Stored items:
══════════════════════════════

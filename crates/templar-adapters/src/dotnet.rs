//! Mapper for `dotnet new`-style `template.json` metadata.
//!
//! Translates the foreign schema onto the native model:
//!
//! | template.json                              | native                       |
//! |--------------------------------------------|------------------------------|
//! | `sourceName`                               | project-name [`Tag`]         |
//! | symbol `type=parameter, datatype=bool`     | [`ConditionalTag`]           |
//! | symbol `type=parameter` with `replaces`    | [`Tag`]                      |
//! | symbol `type=computed` with `value`        | [`ComputedTag`]              |
//! | `sources[].modifiers[]` `condition=(!key)` | that tag's `filesToInclude`  |
//!
//! Symbol declaration order is preserved so the exclusion pattern comes out
//! in declaration order. Modifiers whose condition is not a plain negated
//! key have no native equivalent and are skipped with a warning.

use std::collections::HashMap;

use serde::Deserialize;
use tracing::{debug, warn};

use templar_core::application::ports::ForeignMetadataMapper;
use templar_core::application::MetadataService;
use templar_core::domain::{ComputedTag, ConditionalTag, DomainError, Tag, TemplateMetadata};

/// Maps `dotnet new` template metadata onto the native model.
#[derive(Debug, Clone, Copy, Default)]
pub struct DotNetMetadataMapper;

impl DotNetMetadataMapper {
    pub fn new() -> Self {
        Self
    }
}

#[derive(Debug, Deserialize)]
#[serde(rename_all = "camelCase")]
struct DotNetTemplate {
    #[serde(default)]
    source_name: Option<String>,
    // serde_json's preserve_order feature keeps declaration order here.
    #[serde(default)]
    symbols: serde_json::Map<String, serde_json::Value>,
    #[serde(default)]
    sources: Vec<DotNetSource>,
}

#[derive(Debug, Deserialize)]
#[serde(rename_all = "camelCase")]
struct DotNetSymbol {
    #[serde(rename = "type", default)]
    kind: String,
    #[serde(default)]
    datatype: String,
    #[serde(default)]
    default_value: Option<serde_json::Value>,
    #[serde(default)]
    replaces: Option<String>,
    #[serde(default)]
    value: Option<String>,
}

#[derive(Debug, Deserialize)]
#[serde(rename_all = "camelCase")]
struct DotNetSource {
    #[serde(default)]
    modifiers: Vec<DotNetSourceModifier>,
}

#[derive(Debug, Deserialize)]
#[serde(rename_all = "camelCase")]
struct DotNetSourceModifier {
    #[serde(default)]
    condition: Option<String>,
    #[serde(default)]
    exclude: Vec<String>,
}

impl ForeignMetadataMapper for DotNetMetadataMapper {
    fn file_marker(&self) -> &'static str {
        "template.json"
    }

    fn map(&self, raw: &str, source_label: &str) -> Result<TemplateMetadata, DomainError> {
        let template: DotNetTemplate =
            serde_json::from_str(raw).map_err(|e| DomainError::MetadataFormat {
                source_label: source_label.to_owned(),
                cause: e.to_string(),
            })?;

        let exclusions = collect_exclusions(&template.sources);
        let mut metadata = TemplateMetadata::default();

        // `sourceName` is the literal text stamped through the template for
        // the project name; the native renderer replaces the tag key, so the
        // key IS that literal.
        if let Some(source_name) = template.source_name.filter(|s| !s.is_empty()) {
            metadata.tags.push(Tag {
                key: source_name,
                name: MetadataService::PROJECT_NAME.to_owned(),
                default_value: MetadataService::DEFAULT_PROJECT_NAME.to_owned(),
                regex: None,
            });
        }

        for (name, symbol) in &template.symbols {
            let symbol: DotNetSymbol = match serde_json::from_value(symbol.clone()) {
                Ok(s) => s,
                Err(e) => {
                    return Err(DomainError::MetadataFormat {
                        source_label: source_label.to_owned(),
                        cause: format!("symbol `{name}`: {e}"),
                    });
                }
            };
            let files_to_include = exclusions.get(name).cloned().unwrap_or_default();

            match symbol.kind.as_str() {
                "parameter" if symbol.datatype.eq_ignore_ascii_case("bool") => {
                    metadata.conditional_tags.push(ConditionalTag {
                        key: name.clone(),
                        name: name.clone(),
                        default_value: symbol.default_value.as_ref().map(bool_value),
                        files_to_include,
                    });
                }
                "parameter" => {
                    // Only parameters that stamp text into files make sense
                    // as substitution tags.
                    let Some(replaces) = symbol.replaces.filter(|r| !r.is_empty()) else {
                        debug!(symbol = %name, "parameter has no `replaces`, skipping");
                        continue;
                    };
                    metadata.tags.push(Tag {
                        key: replaces,
                        name: name.clone(),
                        default_value: symbol
                            .default_value
                            .as_ref()
                            .map(string_value)
                            .unwrap_or_default(),
                        regex: None,
                    });
                }
                "computed" => {
                    let Some(expression) = symbol.value.filter(|v| !v.is_empty()) else {
                        debug!(symbol = %name, "computed symbol has no `value`, skipping");
                        continue;
                    };
                    metadata.computed_tags.push(ComputedTag {
                        key: name.clone(),
                        expression,
                        files_to_include,
                    });
                }
                other => {
                    debug!(symbol = %name, kind = other, "unsupported symbol type, skipping");
                }
            }
        }

        Ok(metadata)
    }
}

/// Gather `exclude` globs per tag key from source modifiers.
///
/// A modifier conditioned on `(!key)` excludes its globs when `key` is
/// false, which is exactly the native `filesToInclude` semantics for `key`.
fn collect_exclusions(sources: &[DotNetSource]) -> HashMap<String, String> {
    let mut result: HashMap<String, String> = HashMap::new();

    for modifier in sources.iter().flat_map(|s| &s.modifiers) {
        let Some(condition) = modifier.condition.as_deref() else {
            continue;
        };
        let Some(key) = negated_key(condition) else {
            warn!(condition, "source modifier condition has no native equivalent, skipping");
            continue;
        };
        if modifier.exclude.is_empty() {
            continue;
        }
        let globs = modifier.exclude.join(",");
        result
            .entry(key.to_owned())
            .and_modify(|existing| {
                existing.push(',');
                existing.push_str(&globs);
            })
            .or_insert(globs);
    }

    result
}

/// Extract `key` from a condition of the shape `(!key)` or `!key`.
fn negated_key(condition: &str) -> Option<&str> {
    let inner = condition
        .trim()
        .strip_prefix('(')
        .and_then(|s| s.strip_suffix(')'))
        .unwrap_or(condition)
        .trim();
    let key = inner.strip_prefix('!')?.trim();
    (!key.is_empty() && key.chars().all(|c| c.is_ascii_alphanumeric() || c == '_'))
        .then_some(key)
}

/// Foreign default values may be JSON bools or strings like `"true"`.
fn bool_value(value: &serde_json::Value) -> bool {
    match value {
        serde_json::Value::Bool(b) => *b,
        serde_json::Value::String(s) => s.eq_ignore_ascii_case("true"),
        _ => false,
    }
}

fn string_value(value: &serde_json::Value) -> String {
    match value {
        serde_json::Value::String(s) => s.clone(),
        other => other.to_string(),
    }
}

══════════════════════════════

▶ EXERCISE OBJECTIVE
Read through the lines above and collect those that contain the string "MetadataFormat".

▶ ANSWER TO THE EXERCISE
            serde_json::from_str(raw).map_err(|e| DomainError::MetadataFormat {
                    return Err(DomainError::MetadataFormat {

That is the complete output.